//! Modal Workflow State
//!
//! One modal per slot per page. Opening a slot that is already open
//! retargets it. Closing never runs the modal's action; confirming hands
//! the target back to the caller, who closes the slot once the action has
//! succeeded and the list has been patched.

use std::collections::BTreeMap;

use crate::error::{ApiError, ApiResult};

/// Secondary views a list page can show
#[derive(Debug, Clone, Copy, PartialEq, Eq, Hash, PartialOrd, Ord)]
pub enum ModalSlot {
    Detail,
    DeleteConfirm,
    Create,
    Archive,
    Reject,
    Proof,
}

/// Open flag plus the entity the modal acts on
#[derive(Debug, Clone, PartialEq)]
pub struct ModalTarget<T> {
    pub is_open: bool,
    pub entity: Option<T>,
}

impl<T> Default for ModalTarget<T> {
    fn default() -> Self {
        Self { is_open: false, entity: None }
    }
}

/// Free-text reason entry for reject-style actions
#[derive(Debug, Clone, PartialEq, Eq, Default)]
pub enum ReasonPrompt {
    #[default]
    Hidden,
    Editing { reason: String },
}

impl ReasonPrompt {
    pub fn is_editing(&self) -> bool {
        matches!(self, ReasonPrompt::Editing { .. })
    }

    pub fn text(&self) -> &str {
        match self {
            ReasonPrompt::Hidden => "",
            ReasonPrompt::Editing { reason } => reason,
        }
    }
}

/// Modal state of one page
#[derive(Debug, Clone, PartialEq)]
pub struct ModalWorkflow<T> {
    slots: BTreeMap<ModalSlot, ModalTarget<T>>,
    reason: ReasonPrompt,
}

impl<T> Default for ModalWorkflow<T> {
    fn default() -> Self {
        Self { slots: BTreeMap::new(), reason: ReasonPrompt::Hidden }
    }
}

impl<T: Clone> ModalWorkflow<T> {
    pub fn new() -> Self {
        Self::default()
    }

    /// Open `slot` on `entity`, replacing any current target of that slot
    pub fn open(&mut self, slot: ModalSlot, entity: T) {
        self.slots.insert(slot, ModalTarget { is_open: true, entity: Some(entity) });
        if slot == ModalSlot::Reject {
            self.begin_reason();
        }
    }

    /// Open a slot with no target (create forms)
    pub fn open_blank(&mut self, slot: ModalSlot) {
        self.slots.insert(slot, ModalTarget { is_open: true, entity: None });
    }

    /// Close without acting
    pub fn cancel(&mut self, slot: ModalSlot) {
        self.close(slot);
    }

    /// Close after the slot's action succeeded
    pub fn complete(&mut self, slot: ModalSlot) {
        self.close(slot);
    }

    fn close(&mut self, slot: ModalSlot) {
        self.slots.remove(&slot);
        if matches!(slot, ModalSlot::Detail | ModalSlot::Reject) {
            self.reason = ReasonPrompt::Hidden;
        }
    }

    pub fn is_open(&self, slot: ModalSlot) -> bool {
        self.slots.get(&slot).map(|t| t.is_open).unwrap_or(false)
    }

    pub fn target(&self, slot: ModalSlot) -> Option<&T> {
        self.slots.get(&slot).and_then(|t| t.entity.as_ref())
    }

    pub fn slot(&self, slot: ModalSlot) -> ModalTarget<T> {
        self.slots.get(&slot).cloned().unwrap_or_default()
    }

    /// Explicit confirmation: the entity to act on, if the slot is open.
    /// The slot stays open until [`complete`](Self::complete).
    pub fn confirm(&self, slot: ModalSlot) -> Option<T> {
        self.slots
            .get(&slot)
            .filter(|t| t.is_open)
            .and_then(|t| t.entity.clone())
    }

    // ========================
    // Reason prompt
    // ========================

    pub fn reason(&self) -> &ReasonPrompt {
        &self.reason
    }

    pub fn begin_reason(&mut self) {
        self.reason = ReasonPrompt::Editing { reason: String::new() };
    }

    pub fn set_reason(&mut self, text: impl Into<String>) {
        self.reason = ReasonPrompt::Editing { reason: text.into() };
    }

    pub fn cancel_reason(&mut self) {
        self.reason = ReasonPrompt::Hidden;
    }

    /// The entered reason, trimmed. An empty reason is a validation error
    /// and leaves the prompt in the editing state.
    pub fn submit_reason(&self) -> ApiResult<String> {
        match &self.reason {
            ReasonPrompt::Editing { reason } if !reason.trim().is_empty() => Ok(reason.trim().to_string()),
            ReasonPrompt::Editing { .. } => Err(ApiError::Validation("rejection reason is required".to_string())),
            ReasonPrompt::Hidden => Err(ApiError::Validation("no reason prompt is open".to_string())),
        }
    }
}

#[cfg(test)]
mod tests {
    use super::*;

    #[test]
    fn test_open_replaces_target_of_same_slot() {
        let mut modals = ModalWorkflow::new();
        modals.open(ModalSlot::Detail, "p1");
        modals.open(ModalSlot::Detail, "p2");
        assert_eq!(modals.target(ModalSlot::Detail), Some(&"p2"));
        modals.open(ModalSlot::DeleteConfirm, "p3");
        assert_eq!(modals.target(ModalSlot::Detail), Some(&"p2"));
        assert_eq!(modals.target(ModalSlot::DeleteConfirm), Some(&"p3"));
    }

    #[test]
    fn test_cancel_closes_without_target() {
        let mut modals = ModalWorkflow::new();
        modals.open(ModalSlot::DeleteConfirm, 7);
        modals.cancel(ModalSlot::DeleteConfirm);
        assert!(!modals.is_open(ModalSlot::DeleteConfirm));
        assert_eq!(modals.confirm(ModalSlot::DeleteConfirm), None);
        assert_eq!(modals.slot(ModalSlot::DeleteConfirm), ModalTarget::default());
    }

    #[test]
    fn test_confirm_keeps_slot_open() {
        let mut modals = ModalWorkflow::new();
        modals.open(ModalSlot::Archive, "e1");
        assert_eq!(modals.confirm(ModalSlot::Archive), Some("e1"));
        assert!(modals.is_open(ModalSlot::Archive));
        modals.complete(ModalSlot::Archive);
        assert!(!modals.is_open(ModalSlot::Archive));
    }

    #[test]
    fn test_blank_slot_has_no_target() {
        let mut modals: ModalWorkflow<u32> = ModalWorkflow::new();
        modals.open_blank(ModalSlot::Create);
        assert!(modals.is_open(ModalSlot::Create));
        assert_eq!(modals.confirm(ModalSlot::Create), None);
    }

    #[test]
    fn test_empty_reason_stays_in_entry_state() {
        let mut modals = ModalWorkflow::new();
        modals.open(ModalSlot::Reject, "r1");
        assert!(modals.reason().is_editing());
        modals.set_reason("   ");
        assert!(matches!(modals.submit_reason(), Err(ApiError::Validation(_))));
        assert!(modals.reason().is_editing());

        modals.set_reason(" Harga terlalu mahal ");
        assert_eq!(modals.submit_reason().unwrap(), "Harga terlalu mahal");
    }

    #[test]
    fn test_closing_detail_resets_reason() {
        let mut modals = ModalWorkflow::new();
        modals.open(ModalSlot::Detail, "p1");
        modals.begin_reason();
        modals.set_reason("draft");
        modals.cancel(ModalSlot::Detail);
        assert_eq!(modals.reason(), &ReasonPrompt::Hidden);
        assert!(modals.submit_reason().is_err());
    }
}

***

How to complete this task
Give back every entry exactly, with nothing left out.

Solution
//! Modal Workflow State
//!
//! One modal per slot per page. Opening a slot that is already open
//! retargets it. Closing never runs the modal's action; confirming hands
//! the target back to the caller, who closes the slot once the action has
//! succeeded and the list has been patched.

use std::collections::BTreeMap;

use crate::error::{ApiError, ApiResult};

/// Secondary views a list page can show
#[derive(Debug, Clone, Copy, PartialEq, Eq, Hash, PartialOrd, Ord)]
pub enum ModalSlot {
    Detail,
    DeleteConfirm,
    Create,
    Archive,
    Reject,
    Proof,
}

/// Open flag plus the entity the modal acts on
#[derive(Debug, Clone, PartialEq)]
pub struct ModalTarget<T> {
    pub is_open: bool,
    pub entity: Option<T>,
}

impl<T> Default for ModalTarget<T> {
    fn default() -> Self {
        Self { is_open: false, entity: None }
    }
}

/// Free-text reason entry for reject-style actions
#[derive(Debug, Clone, PartialEq, Eq, Default)]
pub enum ReasonPrompt {
    #[default]
    Hidden,
    Editing { reason: String },
}

impl ReasonPrompt {
    pub fn is_editing(&self) -> bool {
        matches!(self, ReasonPrompt::Editing { .. })
    }

    pub fn text(&self) -> &str {
        match self {
            ReasonPrompt::Hidden => "",
            ReasonPrompt::Editing { reason } => reason,
        }
    }
}

/// Modal state of one page
#[derive(Debug, Clone, PartialEq)]
pub struct ModalWorkflow<T> {
    slots: BTreeMap<ModalSlot, ModalTarget<T>>,
    reason: ReasonPrompt,
}

impl<T> Default for ModalWorkflow<T> {
    fn default() -> Self {
        Self { slots: BTreeMap::new(), reason: ReasonPrompt::Hidden }
    }
}

impl<T: Clone> ModalWorkflow<T> {
    pub fn new() -> Self {
        Self::default()
    }

    /// Open `slot` on `entity`, replacing any current target of that slot
    pub fn open(&mut self, slot: ModalSlot, entity: T) {
        self.slots.insert(slot, ModalTarget { is_open: true, entity: Some(entity) });
        if slot == ModalSlot::Reject {
            self.begin_reason();
        }
    }

    /// Open a slot with no target (create forms)
    pub fn open_blank(&mut self, slot: ModalSlot) {
        self.slots.insert(slot, ModalTarget { is_open: true, entity: None });
    }

    /// Close without acting
    pub fn cancel(&mut self, slot: ModalSlot) {
        self.close(slot);
    }

    /// Close after the slot's action succeeded
    pub fn complete(&mut self, slot: ModalSlot) {
        self.close(slot);
    }

    fn close(&mut self, slot: ModalSlot) {
        self.slots.remove(&slot);
        if matches!(slot, ModalSlot::Detail | ModalSlot::Reject) {
            self.reason = ReasonPrompt::Hidden;
        }
    }

    pub fn is_open(&self, slot: ModalSlot) -> bool {
        self.slots.get(&slot).map(|t| t.is_open).unwrap_or(false)
    }

    pub fn target(&self, slot: ModalSlot) -> Option<&T> {
        self.slots.get(&slot).and_then(|t| t.entity.as_ref())
    }

    pub fn slot(&self, slot: ModalSlot) -> ModalTarget<T> {
        self.slots.get(&slot).cloned().unwrap_or_default()
    }

    /// Explicit confirmation: the entity to act on, if the slot is open.
    /// The slot stays open until [`complete`](Self::complete).
    pub fn confirm(&self, slot: ModalSlot) -> Option<T> {
        self.slots
            .get(&slot)
            .filter(|t| t.is_open)
            .and_then(|t| t.entity.clone())
    }

    // ========================
    // Reason prompt
    // ========================

    pub fn reason(&self) -> &ReasonPrompt {
        &self.reason
    }

    pub fn begin_reason(&mut self) {
        self.reason = ReasonPrompt::Editing { reason: String::new() };
    }

    pub fn set_reason(&mut self, text: impl Into<String>) {
        self.reason = ReasonPrompt::Editing { reason: text.into() };
    }

    pub fn cancel_reason(&mut self) {
        self.reason = ReasonPrompt::Hidden;
    }

    /// The entered reason, trimmed. An empty reason is a validation error
    /// and leaves the prompt in the editing state.
    pub fn submit_reason(&self) -> ApiResult<String> {
        match &self.reason {
            ReasonPrompt::Editing { reason } if !reason.trim().is_empty() => Ok(reason.trim().to_string()),
            ReasonPrompt::Editing { .. } => Err(ApiError::Validation("rejection reason is required".to_string())),
            ReasonPrompt::Hidden => Err(ApiError::Validation("no reason prompt is open".to_string())),
        }
    }
}

#[cfg(test)]
mod tests {
    use super::*;

    #[test]
    fn test_open_replaces_target_of_same_slot() {
        let mut modals = ModalWorkflow::new();
        modals.open(ModalSlot::Detail, "p1");
        modals.open(ModalSlot::Detail, "p2");
        assert_eq!(modals.target(ModalSlot::Detail), Some(&"p2"));
        modals.open(ModalSlot::DeleteConfirm, "p3");
        assert_eq!(modals.target(ModalSlot::Detail), Some(&"p2"));
        assert_eq!(modals.target(ModalSlot::DeleteConfirm), Some(&"p3"));
    }

    #[test]
    fn test_cancel_closes_without_target() {
        let mut modals = ModalWorkflow::new();
        modals.open(ModalSlot::DeleteConfirm, 7);
        modals.cancel(ModalSlot::DeleteConfirm);
        assert!(!modals.is_open(ModalSlot::DeleteConfirm));
        assert_eq!(modals.confirm(ModalSlot::DeleteConfirm), None);
        assert_eq!(modals.slot(ModalSlot::DeleteConfirm), ModalTarget::default());
    }

    #[test]
    fn test_confirm_keeps_slot_open() {
        let mut modals = ModalWorkflow::new();
        modals.open(ModalSlot::Archive, "e1");
        assert_eq!(modals.confirm(ModalSlot::Archive), Some("e1"));
        assert!(modals.is_open(ModalSlot::Archive));
        modals.complete(ModalSlot::Archive);
        assert!(!modals.is_open(ModalSlot::Archive));
    }

    #[test]
    fn test_blank_slot_has_no_target() {
        let mut modals: ModalWorkflow<u32> = ModalWorkflow::new();
        modals.open_blank(ModalSlot::Create);
        assert!(modals.is_open(ModalSlot::Create));
        assert_eq!(modals.confirm(ModalSlot::Create), None);
    }

    #[test]
    fn test_empty_reason_stays_in_entry_state() {
        let mut modals = ModalWorkflow::new();
        modals.open(ModalSlot::Reject, "r1");
        assert!(modals.reason().is_editing());
        modals.set_reason("   ");
        assert!(matches!(modals.submit_reason(), Err(ApiError::Validation(_))));
        assert!(modals.reason().is_editing());

        modals.set_reason(" Harga terlalu mahal ");
        assert_eq!(modals.submit_reason().unwrap(), "Harga terlalu mahal");
    }

    #[test]
    fn test_closing_detail_resets_reason() {
        let mut modals = ModalWorkflow::new();
        modals.open(ModalSlot::Detail, "p1");
        modals.begin_reason();
        modals.set_reason("draft");
        modals.cancel(ModalSlot::Detail);
        assert_eq!(modals.reason(), &ReasonPrompt::Hidden);
        assert!(modals.submit_reason().is_err());
    }
}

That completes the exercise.